Parce qu'ils ont eu lieu dans cette année charnière du XXe siècle que fut 1968, les Jeux de Mexico tiennent une place à part. Une année de révolutions, de spasmes de colères et d'éclats de sang. Surtout aux Etats-Unis. Le sang de Martin Luther King, assassiné en avril à Memphis, ou de Bobby Kennedy, tué deux mois plus tard au soir de sa victoire dans la primaire démocrate en Californie. Le pays, divisé comme jamais, vit notamment au rythme de la guerre du Vietnam et du combat des noirs pour les droits civiques. A l'approche des Jeux, l'idée d'un boycott fait son chemin, surtout au sein de l'équipe d'athlétisme, dont les stars, dans leur immense majorité, sont noires.
Vous pouvez vous attendre à tout à Mexico
Dès 1967, lors des Jeux Universitaires à Tokyo, Tommie Smith, l'étoile montante du sprint, a mis les pieds dans le plat. "Le boycott est possible, il est même probable, annonce-t-il. Pour une raison simple : pourquoi devrions-nous donner 100% pour un pays qui nous dénie des droits que nous devrions avoir ? Vous pouvez vous attendre à tout à Mexico."
En octobre 1967, le Projet Olympique pour les Droits de l'Homme (Olympic Project for Human Rights) voit le jour. Mis sur pied par le jeune sociologue et activiste noir Harry Edwards, sacré personnage au QI de 186 et au charisme indéniable, il émet des revendications aussi diverses que la restitution du titre mondial en boxe à Mohamed Ali, une plus grande présence afro-américaine dans les staffs techniques des équipes olympiques ou encore la démission d'Avery Brundage, l'octogénaire président du CIO, à qui il reproche notamment son attitude vis-à-vis du régime hitlérien au moment des Jeux de Berlin, alors qu'il était à la tête du comité olympique US.

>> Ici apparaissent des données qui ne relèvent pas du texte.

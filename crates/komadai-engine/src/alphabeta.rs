use std::time::{Duration, Instant};

use komadai_core::{
    find_king, generate_moves, is_in_check, legal_moves, legal_moves_with, simulate_move, Color,
    Evaluator, GameState, Move, PieceType, Score, SearchLimits, SearchResult, Searcher,
};

use crate::classical::{piece_value, ClassicalEval};

pub const MATE_SCORE: i32 = 30_000;
const DEFAULT_MAX_DEPTH: u8 = 3;
const CHECK_INTERVAL_NODES: u64 = 1_024;
const MAX_PLY: usize = 64;

#[derive(Debug, Clone, Copy)]
pub struct AlphaBetaConfig {
    pub max_depth: u8,
}

impl Default for AlphaBetaConfig {
    fn default() -> Self {
        Self {
            max_depth: DEFAULT_MAX_DEPTH,
        }
    }
}

#[derive(Debug, Clone, PartialEq, Eq)]
pub struct AlphaBetaResult {
    pub best_move: Option<Move>,
    pub score: Score,
    /// Deepest iteration that finished before a limit was hit.
    pub depth: u8,
    pub nodes: u64,
}

/// Iterative-deepening negamax with a capture-only quiescence tail.
///
/// The root keeps generation order among equally ordered moves and only
/// replaces its best move on a strictly higher score, so an optional
/// promotion (generated after its declining twin) is played only when it
/// evaluates better.
pub struct AlphaBetaSearcher {
    eval: Box<dyn Evaluator>,
    max_depth: u8,
    nodes: u64,
    stop: bool,
    node_limit: Option<u64>,
    time_limit: Option<Duration>,
    started_at: Instant,
    last_completed_depth: u8,
    killers: [[Option<Move>; 2]; MAX_PLY],
    history: [[i32; 81]; 30],
}

impl std::fmt::Debug for AlphaBetaSearcher {
    fn fmt(&self, f: &mut std::fmt::Formatter<'_>) -> std::fmt::Result {
        f.debug_struct("AlphaBetaSearcher")
            .field("eval", &"<Evaluator>")
            .field("max_depth", &self.max_depth)
            .field("nodes", &self.nodes)
            .field("stop", &self.stop)
            .field("node_limit", &self.node_limit)
            .field("time_limit", &self.time_limit)
            .field("last_completed_depth", &self.last_completed_depth)
            .finish_non_exhaustive()
    }
}

impl AlphaBetaSearcher {
    pub fn new(config: AlphaBetaConfig) -> Self {
        Self::with_eval(config, Box::new(ClassicalEval::new()))
    }

    pub fn with_eval(config: AlphaBetaConfig, eval: Box<dyn Evaluator>) -> Self {
        Self {
            eval,
            max_depth: config.max_depth.max(1),
            nodes: 0,
            stop: false,
            node_limit: None,
            time_limit: None,
            started_at: Instant::now(),
            last_completed_depth: 0,
            killers: [[None; 2]; MAX_PLY],
            history: [[0; 81]; 30],
        }
    }

    /// Searches for the side to move in `state`.
    pub fn search_with_info(&mut self, state: &GameState, limits: SearchLimits) -> AlphaBetaResult {
        self.nodes = 0;
        self.stop = false;
        self.last_completed_depth = 0;
        self.node_limit = limits.nodes;
        self.time_limit = limits.time_ms.map(Duration::from_millis);
        self.started_at = Instant::now();
        self.killers = [[None; 2]; MAX_PLY];
        self.age_history();

        let color = state.turn;
        let mut root_moves = legal_moves(state, color);
        if root_moves.is_empty() {
            return AlphaBetaResult {
                best_move: None,
                score: Score(-MATE_SCORE),
                depth: 0,
                nodes: 0,
            };
        }
        self.order_moves(&mut root_moves, state, 0);

        let max_depth = limits.depth.unwrap_or(self.max_depth).max(1);
        let mut best_move = None;
        let mut best_score = -MATE_SCORE;

        for depth in 1..=max_depth {
            if self.should_stop() {
                break;
            }
            match self.search_root(state, &root_moves, depth) {
                Ok((candidate, score)) => {
                    best_move = candidate;
                    best_score = score;
                    self.last_completed_depth = depth;
                }
                Err(AbortSearch) => break,
            }
        }

        // A limit that cuts the first iteration short still has to yield a move.
        if best_move.is_none() {
            best_move = root_moves.first().copied();
        }

        AlphaBetaResult {
            best_move,
            score: Score(best_score),
            depth: self.last_completed_depth,
            nodes: self.nodes,
        }
    }

    fn search_root(
        &mut self,
        state: &GameState,
        moves: &[Move],
        depth: u8,
    ) -> Result<(Option<Move>, i32), AbortSearch> {
        self.bump_nodes()?;

        let color = state.turn;
        let mut alpha = -MATE_SCORE - 1;
        let beta = MATE_SCORE + 1;
        let mut best_move = None;

        for mv in moves {
            let Ok(next) = simulate_move(state, mv, color) else {
                continue;
            };
            let score = -self.negamax(&next, depth - 1, -beta, -alpha, 1)?;
            if score > alpha {
                alpha = score;
                best_move = Some(*mv);
            }
        }

        Ok((best_move, alpha))
    }

    fn negamax(
        &mut self,
        state: &GameState,
        depth: u8,
        mut alpha: i32,
        beta: i32,
        ply: u8,
    ) -> Result<i32, AbortSearch> {
        self.bump_nodes()?;

        let color = state.turn;
        if find_king(&state.board, color).is_none() {
            return Ok(-MATE_SCORE + i32::from(ply));
        }
        if depth == 0 {
            return self.quiescence(state, alpha, beta, ply);
        }

        // Drop-pawn mate is not examined below the root.
        let mut moves = legal_moves_with(state, color, true);
        if moves.is_empty() {
            return Ok(-MATE_SCORE + i32::from(ply));
        }
        self.order_moves(&mut moves, state, ply);

        let mut best_score = -MATE_SCORE;
        let mut searched_moves = 0usize;
        for mv in moves {
            let Ok(next) = simulate_move(state, &mv, color) else {
                continue;
            };

            let score = if searched_moves == 0 {
                -self.negamax(&next, depth - 1, -beta, -alpha, ply + 1)?
            } else {
                let mut score = -self.negamax(&next, depth - 1, -alpha - 1, -alpha, ply + 1)?;
                if score > alpha && score < beta {
                    score = -self.negamax(&next, depth - 1, -beta, -alpha, ply + 1)?;
                }
                score
            };
            searched_moves += 1;

            best_score = best_score.max(score);
            if score > alpha {
                alpha = score;
            }
            if alpha >= beta {
                if !mv.is_capture() {
                    self.store_killer(&mv, ply);
                    self.bump_history(&mv, color, depth);
                }
                break;
            }
        }

        Ok(best_score)
    }

    fn quiescence(
        &mut self,
        state: &GameState,
        mut alpha: i32,
        beta: i32,
        ply: u8,
    ) -> Result<i32, AbortSearch> {
        self.bump_nodes()?;

        let stand_pat = self.evaluate(state);
        if stand_pat >= beta {
            return Ok(beta);
        }
        if stand_pat > alpha {
            alpha = stand_pat;
        }

        let color = state.turn;
        let mut captures = generate_moves(state, color);
        captures.retain(Move::is_capture);
        self.order_moves(&mut captures, state, ply);

        for mv in captures {
            let Some(victim) = state.board.get(mv.to()) else {
                continue;
            };
            if victim.piece_type.is_royal() {
                return Ok(MATE_SCORE - i32::from(ply));
            }
            let Ok(next) = simulate_move(state, &mv, color) else {
                continue;
            };
            if is_in_check(&next, color) {
                continue;
            }
            let score = -self.quiescence(&next, -beta, -alpha, ply + 1)?;

            if score >= beta {
                return Ok(beta);
            }
            if score > alpha {
                alpha = score;
            }
        }

        Ok(alpha)
    }

    fn evaluate(&self, state: &GameState) -> i32 {
        let score = self.eval.evaluate(state).0;
        if state.turn == Color::Sente {
            score
        } else {
            -score
        }
    }

    fn order_moves(&self, moves: &mut [Move], state: &GameState, ply: u8) {
        moves.sort_by_key(|mv| -self.move_order_key(mv, state, ply));
    }

    fn move_order_key(&self, mv: &Move, state: &GameState, ply: u8) -> i32 {
        if mv.is_capture() {
            return 500_000 + mvv_lva(mv, state);
        }

        if self.is_killer(mv, ply) {
            return 400_000;
        }

        self.history[history_index(state.turn, mv.piece())][square_idx(mv.to())]
    }

    fn is_killer(&self, mv: &Move, ply: u8) -> bool {
        let ply_idx = usize::from(ply).min(MAX_PLY - 1);
        self.killers[ply_idx].iter().flatten().any(|killer| killer == mv)
    }

    fn store_killer(&mut self, mv: &Move, ply: u8) {
        let ply_idx = usize::from(ply).min(MAX_PLY - 1);
        if self.killers[ply_idx][0] == Some(*mv) {
            return;
        }
        self.killers[ply_idx][1] = self.killers[ply_idx][0];
        self.killers[ply_idx][0] = Some(*mv);
    }

    fn bump_history(&mut self, mv: &Move, color: Color, depth: u8) {
        let piece_idx = history_index(color, mv.piece());
        let to_idx = square_idx(mv.to());
        let bonus = i32::from(depth) * i32::from(depth);
        self.history[piece_idx][to_idx] = self.history[piece_idx][to_idx].saturating_add(bonus);
    }

    fn age_history(&mut self) {
        for piece in &mut self.history {
            for score in piece {
                *score /= 2;
            }
        }
    }

    fn bump_nodes(&mut self) -> Result<(), AbortSearch> {
        self.nodes = self.nodes.saturating_add(1);
        if self.nodes % CHECK_INTERVAL_NODES == 0 && self.should_stop() {
            return Err(AbortSearch);
        }
        Ok(())
    }

    fn should_stop(&mut self) -> bool {
        if self.stop {
            return true;
        }

        if self.node_limit.is_some_and(|limit| self.nodes >= limit) {
            self.stop = true;
            return true;
        }

        if self
            .time_limit
            .is_some_and(|limit| self.started_at.elapsed() >= limit)
        {
            self.stop = true;
            return true;
        }

        false
    }
}

impl Default for AlphaBetaSearcher {
    fn default() -> Self {
        Self::new(AlphaBetaConfig::default())
    }
}

impl Searcher for AlphaBetaSearcher {
    fn search(&mut self, state: &GameState, limits: SearchLimits) -> SearchResult {
        let result = self.search_with_info(state, limits);
        SearchResult {
            best_move: result.best_move,
            score: result.score,
            nodes_searched: result.nodes,
        }
    }
}

#[derive(Debug, Clone, Copy)]
struct AbortSearch;

fn mvv_lva(mv: &Move, state: &GameState) -> i32 {
    let victim = state
        .board
        .get(mv.to())
        .map_or(0, |piece| piece_value(piece.piece_type));
    victim.saturating_mul(16) - piece_value(mv.piece())
}

fn history_index(color: Color, piece: PieceType) -> usize {
    color.index() * 15 + piece as usize
}

fn square_idx(square: komadai_core::Square) -> usize {
    usize::from(square.rank - 1) * 9 + usize::from(square.file - 1)
}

Pourtant, à mesure que les Jeux approchent, l'hypothèse d'un boycott s'éloigne. Ces jeunes gens ont consacré des années de leur vie pour atteindre le sommet de l'Olympe. Difficile pour eux d'y renoncer. Bob Beamon et Ralph Boston, les stars du saut en longueur, annoncent leur refus du boycott. Mais l'idée de manifester, d'une manière ou d'une autre, reste bien ancrée. "Nous n'avons aucune intention de perturber les Jeux, mais ça ne veut pas dire que nous nous interdisons de faire quelque chose pour montrer les injustices faites aux noirs aux Etats-Unis", résume John Carlos à six semaines de la cérémonie d'ouverture.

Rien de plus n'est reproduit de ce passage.